From the standpoint of a large publicly-held corporation, many clients with identical policies, or many clients each with unique personal policies, work internally exactly the same way -- it's all about actuaries assessing risk and setting rates.
> I submit that it is still correct for health insurance, when the goal is (I hope) to get affordable health care for everyone.
Regardless of the business model, if health costs cannot be controlled, insurers will refuse to write the policies. This outcome doesn't depend on the assumptions behind the program -- whether there is a large program with many identically covered clients, or a program in which each client has a unique policy and the capital pool is the corporation's stockholders rather than the policy holders.
In both cases, some circumstances are unworkable. It remains to be seen whether health costs can be meaningfully regulated, in order to make a mandatory health insurance requirement politically acceptable. I sincerely hope so, but I don't control health care costs.
> It's correct because the present system is set up that way. But this doesn't mean it must be that way, or that insurance requires a large pool of clients with the same policy and coverage. That's a coincidence.
No, it is not.
> From the standpoint of a large publicly-held corporation, many clients with identical policies, or many clients each with unique personal policies, work internally exactly the same way -- it's all about actuaries assessing risk and setting rates.
The economy exists to serve people, not the other way round. The only acceptable system is one that allows people with chronic illnesses to get coverage like everyone else, and for an affordable price. The only effective way to prevent commercial insurers to refuse coverage to such people is to not allow them to issue personal policies.

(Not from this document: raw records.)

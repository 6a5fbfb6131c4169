//! Pretrained score regressor.
//!
//! The regressor is an opaque `predict([semantic, keyword, grammar]) -> f32`
//! capability, loaded once at startup from a JSON artifact and immutable
//! afterwards. The process must not start without a loadable artifact; only
//! tests get a stub backend.

mod error;

pub use error::RegressorError;

use std::path::Path;

use serde::Deserialize;
use tracing::info;

use crate::constants::FEATURE_COUNT;

/// Serialized linear model: `predict(x) = intercept + weights . x`.
#[derive(Debug, Clone, Deserialize)]
struct LinearModel {
    weights: Vec<f32>,
    intercept: f32,
}

#[derive(Debug)]
enum RegressorBackend {
    Model(LinearModel),
    #[cfg(any(test, feature = "mock"))]
    Stub,
}

/// Combines the three sub-scores into the final predicted quality score.
#[derive(Debug)]
pub struct ScoreRegressor {
    backend: RegressorBackend,
}

impl ScoreRegressor {
    /// Loads the regressor artifact. Any failure here is fatal at startup.
    pub fn load(path: &Path) -> Result<Self, RegressorError> {
        if !path.is_file() {
            return Err(RegressorError::ArtifactNotFound {
                path: path.to_path_buf(),
            });
        }

        let content = std::fs::read_to_string(path)?;
        let model: LinearModel = serde_json::from_str(&content)?;

        if model.weights.len() != FEATURE_COUNT {
            return Err(RegressorError::InvalidArtifact {
                reason: format!(
                    "expected {} weights, artifact has {}",
                    FEATURE_COUNT,
                    model.weights.len()
                ),
            });
        }

        info!(path = %path.display(), "Score regressor loaded");

        Ok(Self {
            backend: RegressorBackend::Model(model),
        })
    }

    /// Deterministic stub for tests: a fixed blend of the three sub-scores.
    #[cfg(any(test, feature = "mock"))]
    pub fn stub() -> Self {
        Self {
            backend: RegressorBackend::Stub,
        }
    }

    /// Predicts the final score from `[semantic, keyword, grammar]`.
    ///
    /// A feature vector of the wrong arity is a programming error in the
    /// orchestrator, not a recoverable condition.
    pub fn predict(&self, features: &[f32]) -> f32 {
        assert_eq!(
            features.len(),
            FEATURE_COUNT,
            "feature vector arity mismatch"
        );

        match &self.backend {
            RegressorBackend::Model(model) => {
                let dot: f32 = model
                    .weights
                    .iter()
                    .zip(features.iter())
                    .map(|(w, x)| w * x)
                    .sum();
                model.intercept + dot
            }
            #[cfg(any(test, feature = "mock"))]
            RegressorBackend::Stub => {
                0.5 * features[0] + 0.3 * features[1] + 0.2 * features[2]
            }
        }
    }

    /// Returns `true` if running on the stub backend.
    pub fn is_stub(&self) -> bool {
        #[cfg(any(test, feature = "mock"))]
        {
            matches!(self.backend, RegressorBackend::Stub)
        }
        #[cfg(not(any(test, feature = "mock")))]
        {
            false
        }
    }
}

>> It's correct because the present system is set up that way. But this doesn't mean it must be that way, or that insurance requires a large pool of clients with the same policy and coverage. That's a coincidence.
> No, it is not.
It is a coincidence, and many insurance companies write policies that apply to only one person. They can do this because a large pool of people, all with the same policy, is not essential for the system to work. Example:
A quote: "America Ferrera is the newest addition to the list of stars who have some of their body parts insured. Famous for her role as Betty Suarez in the top-rating ABC sitcom "Ugly Betty", Ferrera has had her smile insured for 10 million dollars by Lloyds of London."
One person, one smile, one client, one policy.
> The economy exists to serve people, not the other way round.
Please, to discuss that topic, start a new thread. It has precisely nothing to do with present topic, which is how insurance companies work.